Las manchas de sangre; la letra de George, y, por último, la ropa. La ropa del acusado estaba mojada, en especial las botas y el abrigo de casa. La policía así lo declaró y lo había jurado. Todos los agentes que habían examinado el abrigo viejo habían testificado que estaba mojado. De ser esto cierto, y si la policía no se equivocaba -¿y cómo podía o debería equivocarse?-, sólo había una explicación posible. George Edalji, tal como el fiscal sostenía, había salido a hurtadillas de la vicaría en la noche tormentosa del 17 al 18 de agosto.

Pero aun así, a pesar de la evidencia abrumadora de la destacada intervención del acusado en el delito, ya fuese solo o en complicidad con otros, había una pregunta que, como Disturnal admitía, precisaba una respuesta. ¿Cuál había sido el móvil? Era una pregunta que el jurado tenía pleno derecho a formular. Y el fiscal estaba allí para ayudarlo con la respuesta.

– Si se preguntan ustedes, como otras personas en esta sala han hecho en los últimos días: ¿cuál era el móvil del acusado? ¿Por qué un joven de apariencia externa respetable cometería un acto tan abyecto? Diversas explicaciones surgen en la mente del observador razonable. ¿Habrían empujado al acusado un rencor y una maldad concretos?

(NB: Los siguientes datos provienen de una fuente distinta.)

impl EmbedPlayer for SimulatedPlayer {
    fn play(&self) -> Result<(), VideoError> {
        self.ensure_alive("play")?;
        self.record(PlayerCommand::Play);

        let mut clock = lock(&self.clock);
        if !clock.playback_allowed {
            Self::settle(&mut clock);
            self.transition(&mut clock, PlayerState::Paused);
            return Ok(());
        }

        if clock.state != PlayerState::Playing && self.sim.clock == ClockMode::Realtime {
            clock.since = Some(Instant::now());
        }
        self.transition(&mut clock, PlayerState::Playing);

        self.watch_clip_end(&mut clock);
        Ok(())
    }

    fn pause(&self) -> Result<(), VideoError> {
        self.ensure_alive("pause")?;
        self.record(PlayerCommand::Pause);

        let mut clock = lock(&self.clock);
        Self::settle(&mut clock);
        if let Some(watch) = clock.end_watch.take() {
            watch.abort();
        }
        self.transition(&mut clock, PlayerState::Paused);
        Ok(())
    }

    fn stop(&self) -> Result<(), VideoError> {
        self.ensure_alive("stop")?;
        self.record(PlayerCommand::Stop);

        let mut clock = lock(&self.clock);
        Self::settle(&mut clock);
        if let Some(watch) = clock.end_watch.take() {
            watch.abort();
        }
        clock.state = PlayerState::Cued;
        Ok(())
    }

    fn seek_to(&self, seconds: f64, _allow_seek_ahead: bool) -> Result<(), VideoError> {
        self.ensure_alive("seek_to")?;
        self.record(PlayerCommand::Seek(seconds));

        let mut clock = lock(&self.clock);
        if self.sim.seek_latency_reads > 0 {
            clock.pending_seek = Some((seconds, self.sim.seek_latency_reads));
        } else {
            clock.base = seconds;
            if clock.since.is_some() {
                clock.since = Some(Instant::now());
            }
            if clock.state == PlayerState::Playing {
                self.watch_clip_end(&mut clock);
            }
        }
        Ok(())
    }

    fn mute(&self) -> Result<(), VideoError> {
        self.ensure_alive("mute")?;
        self.record(PlayerCommand::Mute);
        Ok(())
    }

    fn unmute(&self) -> Result<(), VideoError> {
        self.ensure_alive("unmute")?;
        self.record(PlayerCommand::Unmute);
        Ok(())
    }

    fn current_time(&self) -> Result<f64, VideoError> {
        self.ensure_alive("current_time")?;

        let mut clock = lock(&self.clock);
        let position = Self::position_at(&clock, Instant::now());

        if let Some((target, reads)) = clock.pending_seek {
            if reads <= 1 {
                clock.pending_seek = None;
                clock.base = target;
                if clock.since.is_some() {
                    clock.since = Some(Instant::now());
                }
            } else {
                clock.pending_seek = Some((target, reads - 1));
            }
        }

        Ok(match self.options.end {
            Some(end) if self.sim.clock == ClockMode::Realtime => position.min(end),
            _ => position,
        })
    }

    fn player_state(&self) -> Result<PlayerState, VideoError> {
        self.ensure_alive("player_state")?;
        Ok(lock(&self.clock).state)
    }

    fn destroy(&self) -> Result<(), VideoError> {
        if self.sim.fail_destroy {
            return Err(VideoError::CommandFailed {
                command: "destroy",
                details: String::from("simulated destroy failure"),
            });
        }
        self.ensure_alive("destroy")?;

        if let Some(watch) = lock(&self.clock).end_watch.take() {
            watch.abort();
        }
        self.shared
            .record(JournalEntry::Destroyed { player: self.id });
        Ok(())
    }
}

Es posible, aunque improbable, puesto que muchas otras víctimas han sufrido las atrocidades de Great Wyrley y la campaña de libelos anónimos que las acompañaron. ¿Podría la demencia haber sido la causa? Cabría pensarlo, al considerar la barbarie indecible de sus acciones. Y, no obstante, esto tampoco consigue explicarlo, pues el delito fue tan bien planeado y tan sabiamente ejecutado que no pudo llevarlo a cabo alguien que estuviese loco. No: yo propondría que busquemos la motivación en un cerebro que no está enfermo, sino que más bien tiene una hechura diferente al de los hombres y mujeres ordinarios. El motivo no fue el lucro ni la venganza contra un individuo, sino que más bien tiene un afán de notoriedad, un ansia de suficiencia anónima, un anhelo de engañar a la policía a cada paso, un deseo de reírse en la cara de la sociedad y de demostrarse a sí mismo que es superior. Al igual que ustedes, miembros del jurado, yo también, en distintos momentos de este juicio, convencido como estoy y como estarán ustedes de la culpabilidad del acusado, me he preguntado por qué, por qué. Y he aquí lo que respondería a esta pregunta. La verdad es que todo parece apuntar a una persona que perpetró estas salvajadas por causa de una astucia diabólica en lo más recóndito de su cerebro.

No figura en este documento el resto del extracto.